A porta estava aberta.

— Depressa! — exclamou, ao mesmo tempo que puxava o companheiro, forçando-o a atravessar. Depois, já ambos do outro lado, deteve-se.

— Porque estaria aberta? — perguntou em voz alta.

— Porque os teus Senhores precisam das tuas mãos para que lhes feches.

— Estamos a chegar ao… — e a voz faltou-lhe.

— Ao centro do negrume. Eu sei. Mas na verdade estamos fora do Labirinto. Que caminhos há para sair do Subtúmulo?

— Só um. A porta por onde entraste não se abre por dentro. O caminho é através da caverna e por passagens a subir até a um alçapão por detrás do Trono. Na Mansão do Trono.

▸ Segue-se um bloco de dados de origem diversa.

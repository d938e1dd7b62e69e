use diesel_async::pooled_connection::bb8::Pool as AsyncPool;
use diesel_async::pooled_connection::AsyncDieselConnectionManager;
use diesel_async::AsyncPgConnection;
use std::fmt;

pub mod campaign;
pub mod settings;
pub mod target;

pub type DbAsyncPool = AsyncPool<AsyncPgConnection>;
pub type DbAsyncConnection =
    bb8::PooledConnection<'static, AsyncDieselConnectionManager<AsyncPgConnection>>;

pub async fn create_db_async_pool(database_uri: &str, max_db_connections: u32) -> DbAsyncPool {
    let config = AsyncDieselConnectionManager::<AsyncPgConnection>::new(database_uri);
    AsyncPool::builder()
        .max_size(max_db_connections)
        .build(config)
        .await
        .expect("Failed to create async DB pool")
}

#[derive(Debug)]
pub enum DaoError {
    DbAsyncPoolFailure(String),
    QueryFailure(diesel::result::Error),
}

impl std::error::Error for DaoError {}

impl fmt::Display for DaoError {
    fn fmt(&self, f: &mut fmt::Formatter<'_>) -> fmt::Result {
        match self {
            DaoError::DbAsyncPoolFailure(e) => {
                write!(f, "DaoError: Failed to obtain async DB connection: {e}")
            }
            DaoError::QueryFailure(e) => {
                write!(f, "DaoError: Query failed: {e}")
            }
        }
    }
}

impl<E: std::error::Error + Send + Sync + 'static> From<bb8::RunError<E>> for DaoError {
    fn from(error: bb8::RunError<E>) -> Self {
        DaoError::DbAsyncPoolFailure(error.to_string())
    }
}

impl From<diesel::result::Error> for DaoError {
    fn from(error: diesel::result::Error) -> Self {
        DaoError::QueryFailure(error)
    }
}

— Então é por aí que temos de ir.

— Mas ela está lá — sussurrou a rapariga. — Ali, no Subtúmulo. Na caverna. A cavar na sepultura vazia. Eu não consigo passar por ela, ah, não. Não consigo passar por ela outra vez!

— A esta altura, já ela se foi embora.

— Não consigo lá entrar.

— Tenar, neste momento eu estou a segurar o teto por cima das nossas cabeças. Impeço as paredes de se abaterem sobre nós. Impeço que o chão se abra sob os nossos pés. É isso que tenho vindo a fazer desde que passamos o poço onde o servo deles nos esperava. Se consigo evitar o tremor de terra, temerás tu enfrentar comigo uma única alma humana? Confia em mim, tal como eu confiei em ti. Vem comigo.

Seguiram em frente.

O túnel infindável expandiu-se. Tomou-os a sensação de uma grande massa de ar, de um alargar da escuridão. Tinham entrado na grande caverna sob as Pedras Tumulares.

Começaram a dar-lhe a volta, mantendo-se junto à parede do lado direito. Tenar dera apenas alguns poucos passos quando parou.

— Que é isto? — murmurou, a voz mal abandonando os seus lábios. Havia um ruído na vasta, negra e morta bolha de ar. Um tremer ou agitar, um som que se ouvia no sangue, se sentia nos ossos. As paredes sob os seus dedos, trabalhadas pelo tempo, vibravam, vibravam.

— Segue em frente — pronunciou a voz do homem, seca e tensa. — Depressa, Tenar.

Caminhando aos tropeções, a rapariga gritou dentro do seu espírito, tão escuro e agitado como a abóbada subterrânea: «Perdoai-me. Ó meus Amos, Ó Vós que não tendes Nome, Vós, os mais antigos, perdoai-me, perdoai-me!»

Não houve resposta. Nunca houvera resposta.

Chegaram à passagem por baixo da Mansão, subiram as escadas, alcançaram os últimos degraus e o alçapão sobre as suas cabeças. Estava fechado, como ela sempre o deixava. Apertou a mola que o abria. Não abriu.